But the most controversial element of Dodd's proposal does not deal with "too big to fail" or a systemic risk council or derivatives trading -- it deals with how best to protect consumers from the perils of Wall Street. Financial products, such as subprime mortgages and credit card abuses helped ignite the 2008 meltdown.
Last summer, President Obama proposed a stand-alone consumer financial protection agency. When the House of Representatives, led by Financial Services Committee boss Barney Frank, D-Mass., passed its Wall Street reform measure late last year, their bill followed the president's lead and created an independent watchdog.
But the financial industry has fought vigorously against a stand-alone agency. Republicans, too, have opposed the idea. Today, Dodd relented in the push to form a stand-alone watchdog. Instead, his proposal placed the agency within the Federal Reserve.
The consumer watchdog would have an independent head appointed by the president and confirmed by the Senate, an independent budget, independent rule-writing, and enforcement authority. The watchdog would be charged with overseeing banks with assets over $10 billion, all mortgage-related businesses and large nonbank financial firms, including large payday lenders.
The subprime mortgage crisis played a part in fueling the recent financial crisis, and Dodd said Washington let it happen.
"If there was a watchdog on duty, it didn't bark," he said today. "We need to strengthen not only its bark, but also its bite."
The decision to place the watchdog within the Fed not only signaled an about-face from Dodd on the idea of a standalone agency but also on the notion that the central bank's powers should be reduced, not increased.
Dodd has strongly criticized the Fed's role in the buildup to the financial crisis -- at a hearing last July he said that the Fed's record was "deeply troubling" -- and his original reform proposal released last November slashed the central bank's powers.

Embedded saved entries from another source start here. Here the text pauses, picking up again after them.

use log::{trace, warn};

use crate::systems::{collision, forces, integrate};

use super::{PerfTimer, WorldCore};

pub(super) fn step(world: &mut WorldCore, dt: f32) {
    if !(dt.is_finite() && dt > 0.0) {
        warn!("ignoring step with invalid dt {dt}");
        return;
    }

    let perf_on = world.perf_enabled;
    if perf_on {
        world.perf_stats.reset();
    }
    let step_start = if perf_on { Some(PerfTimer::start()) } else { None };

    let gravity = world.config.gravity;
    let (width, height) = (world.config.width, world.config.height);

    // === FORCES ===
    let (active_springs, forces_ms) = PerfTimer::stage(perf_on, || {
        forces::apply_gravity(&mut world.bodies, gravity);
        forces::apply_spring_forces(&mut world.bodies)
    });

    // === INTEGRATION + BOUNDARY CLAMP ===
    let ((), integrate_ms) = PerfTimer::stage(perf_on, || {
        integrate::integrate_bodies(&mut world.bodies, dt, width, height)
    });

    // === BROAD PHASE ===
    let ((), broad_phase_ms) = PerfTimer::stage(perf_on, || rebuild_broad_phase(world));

    // === NARROW PHASE ===
    let (contacts, narrow_phase_ms) = PerfTimer::stage(perf_on, || {
        collision::resolve_pairs(&mut world.bodies, &world.candidate_pairs)
    });

    for body in world.bodies.iter_mut() {
        body.sync_transform();
    }

    world.frame += 1;
    trace!(
        "frame {}: {} candidate pairs, {} contacts",
        world.frame,
        world.candidate_pairs.len(),
        contacts
    );

    if let Some(t0) = step_start {
        let stats = &mut world.perf_stats;
        stats.step_ms = t0.elapsed_ms();
        stats.forces_ms = forces_ms;
        stats.integrate_ms = integrate_ms;
        stats.broad_phase_ms = broad_phase_ms;
        stats.narrow_phase_ms = narrow_phase_ms;
        stats.candidate_pairs = world.candidate_pairs.len() as u32;
        stats.contacts = contacts as u32;
        stats.active_springs = active_springs as u32;
        stats.body_count = world.bodies.len() as u32;
        stats.point_count = world.bodies.iter().map(|b| b.points().len() as u32).sum();
        stats.spring_count = world.bodies.iter().map(|b| b.springs().len() as u32).sum();
    }
}

fn rebuild_broad_phase(world: &mut WorldCore) {
    world.broad_phase.clear();
    for (index, body) in world.bodies.iter().enumerate() {
        world.broad_phase.insert(index, body.bounds());
    }
    world.candidate_pairs = world.broad_phase.candidate_pairs();
}

/// Fixed-step accumulator. Runs at most `max_substeps` steps per call and
/// drops whatever backlog remains after that.
pub(super) fn advance(world: &mut WorldCore, frame_dt: f32) -> u32 {
    if !(frame_dt.is_finite() && frame_dt > 0.0) {
        return 0;
    }

    let fixed_dt = world.config.fixed_timestep;
    let max_substeps = world.config.max_substeps;
    world.accumulator += frame_dt;

    let mut steps = 0;
    while world.accumulator >= fixed_dt {
        if steps >= max_substeps {
            warn!(
                "fixed-step backlog of {:.4}s dropped after {steps} substeps",
                world.accumulator
            );
            world.accumulator = 0.0;
            break;
        }
        step(world, fixed_dt);
        world.accumulator -= fixed_dt;
        steps += 1;
    }
    steps
}
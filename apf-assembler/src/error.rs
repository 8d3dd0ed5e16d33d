//! Error types for the APF assembler.

use apf_spec::SpecError;
use thiserror::Error;

/// Raised when an attempt is made to assemble an illegal instruction or to
/// finalize a program that cannot be laid out.
#[derive(Debug, Error)]
pub enum AssemblerError {
    /// Operand outside the opcode's declared domain
    #[error("{name}: {value}, must be in range [{min}, {max}]")]
    ValueOutOfRange {
        name: &'static str,
        value: i64,
        min: i64,
        max: i64,
    },

    /// Opcode needs a newer interpreter than this generator targets
    #[error("requires APF version >= {required}, generator targets version {version}")]
    UnsupportedVersion { version: u32, required: u32 },

    /// Memory slot index outside [0, MEMORY_SLOTS)
    #[error("illegal memory slot number: {0}")]
    IllegalMemorySlot(u32),

    /// Label defined more than once
    #[error("duplicate label {0}")]
    DuplicateLabel(String),

    /// Branch target with no defining anchor; detected during generation
    #[error("label not found: {0}")]
    LabelNotFound(String),

    /// The data region must be declared before any other instruction
    #[error("data instruction has to come first")]
    DataInstructionMustBeFirst,

    /// Output-buffer writes handle 1, 2 or 4 bytes only
    #[error("write length must be 1, 2 or 4, got {0}")]
    InvalidWriteWidth(u8),

    /// Write value too large for the requested width
    #[error("value {value} does not fit into {width} byte(s)")]
    ValueUnfitForWidth { value: u32, width: u8 },

    /// Append or re-emission after generate() already ran
    #[error("program already generated")]
    AlreadyGenerated,

    /// Immediate construction failure from the wire-format layer
    #[error(transparent)]
    Spec(#[from] SpecError),
}

/// Result type for assembler operations.
pub type Result<T> = std::result::Result<T, AssemblerError>;

#[cfg(test)]
mod tests {
    use super::*;

    #[test]
    fn test_value_out_of_range_display() {
        let err = AssemblerError::ValueOutOfRange {
            name: "counter number",
            value: 0,
            min: 1,
            max: 1000,
        };
        assert_eq!(
            err.to_string(),
            "counter number: 0, must be in range [1, 1000]"
        );
    }

    #[test]
    fn test_unsupported_version_display() {
        let err = AssemblerError::UnsupportedVersion {
            version: 2,
            required: 5,
        };
        assert_eq!(
            err.to_string(),
            "requires APF version >= 5, generator targets version 2"
        );
    }

    #[test]
    fn test_memory_slot_display() {
        let err = AssemblerError::IllegalMemorySlot(16);
        assert_eq!(err.to_string(), "illegal memory slot number: 16");
    }

    #[test]
    fn test_label_errors_display() {
        assert_eq!(
            AssemblerError::DuplicateLabel("next_filter".to_string()).to_string(),
            "duplicate label next_filter"
        );
        assert_eq!(
            AssemblerError::LabelNotFound("missing".to_string()).to_string(),
            "label not found: missing"
        );
    }

    #[test]
    fn test_spec_error_from() {
        let spec_err = SpecError::ValueOutOfRange {
            name: "unsigned indeterminate immediate",
            value: -3,
            min: 0,
            max: u32::MAX as i64,
        };
        let err: AssemblerError = spec_err.into();
        assert!(err.to_string().contains("unsigned indeterminate immediate"));
    }
}
//! Error types for the APF wire format.

use thiserror::Error;

/// Errors raised while constructing wire-format values.
#[derive(Debug, Error, Clone, PartialEq, Eq)]
pub enum SpecError {
    /// Value outside the domain implied by an immediate's kind
    #[error("{name}: {value}, must be in range [{min}, {max}]")]
    ValueOutOfRange {
        name: &'static str,
        value: i64,
        min: i64,
        max: i64,
    },
}

/// Result type for wire-format operations.
pub type SpecResult<T> = Result<T, SpecError>;

pub(crate) fn check_range(
    name: &'static str,
    value: i64,
    min: i64,
    max: i64,
) -> Result<(), SpecError> {
    if value >= min && value <= max {
        return Ok(());
    }
    Err(SpecError::ValueOutOfRange {
        name,
        value,
        min,
        max,
    })
}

Now the Fed will house the consumer watchdog and keep its oversight powers for banks with over $50 billion in assets. Payday lenders -- which provide short-term loans to help people make it to their next paycheck -- would also be subjected to new rules written by the Fed under Dodd's plan.
Also included in Dodd's proposal was the so-called "Volcker Rule," Obama's plan -- championed by economic adviser Paul Volcker -- to curtail risky activities by the country's biggest commercial banks. The plan would ban big commercial banks -- whose deposits are insured by the FDIC -- from engaging in so-called "proprietary trading."
At a hearing before the banking panel last month, Volcker warned, "If banking institutions are protected by the taxpayer and they are free to speculate, I may not live long enough to see the crisis, but my soul is going to come back to haunt you."
But not included in Dodd's plan was Obama's proposal to impose a fee on about 50 of the country's biggest banks with assets of $50 billion or more in an effort to recoup around $90 billion in expected taxpayer losses from the Wall Street bailout.
Dodd today said the tax "will be considered, but not in this legislation."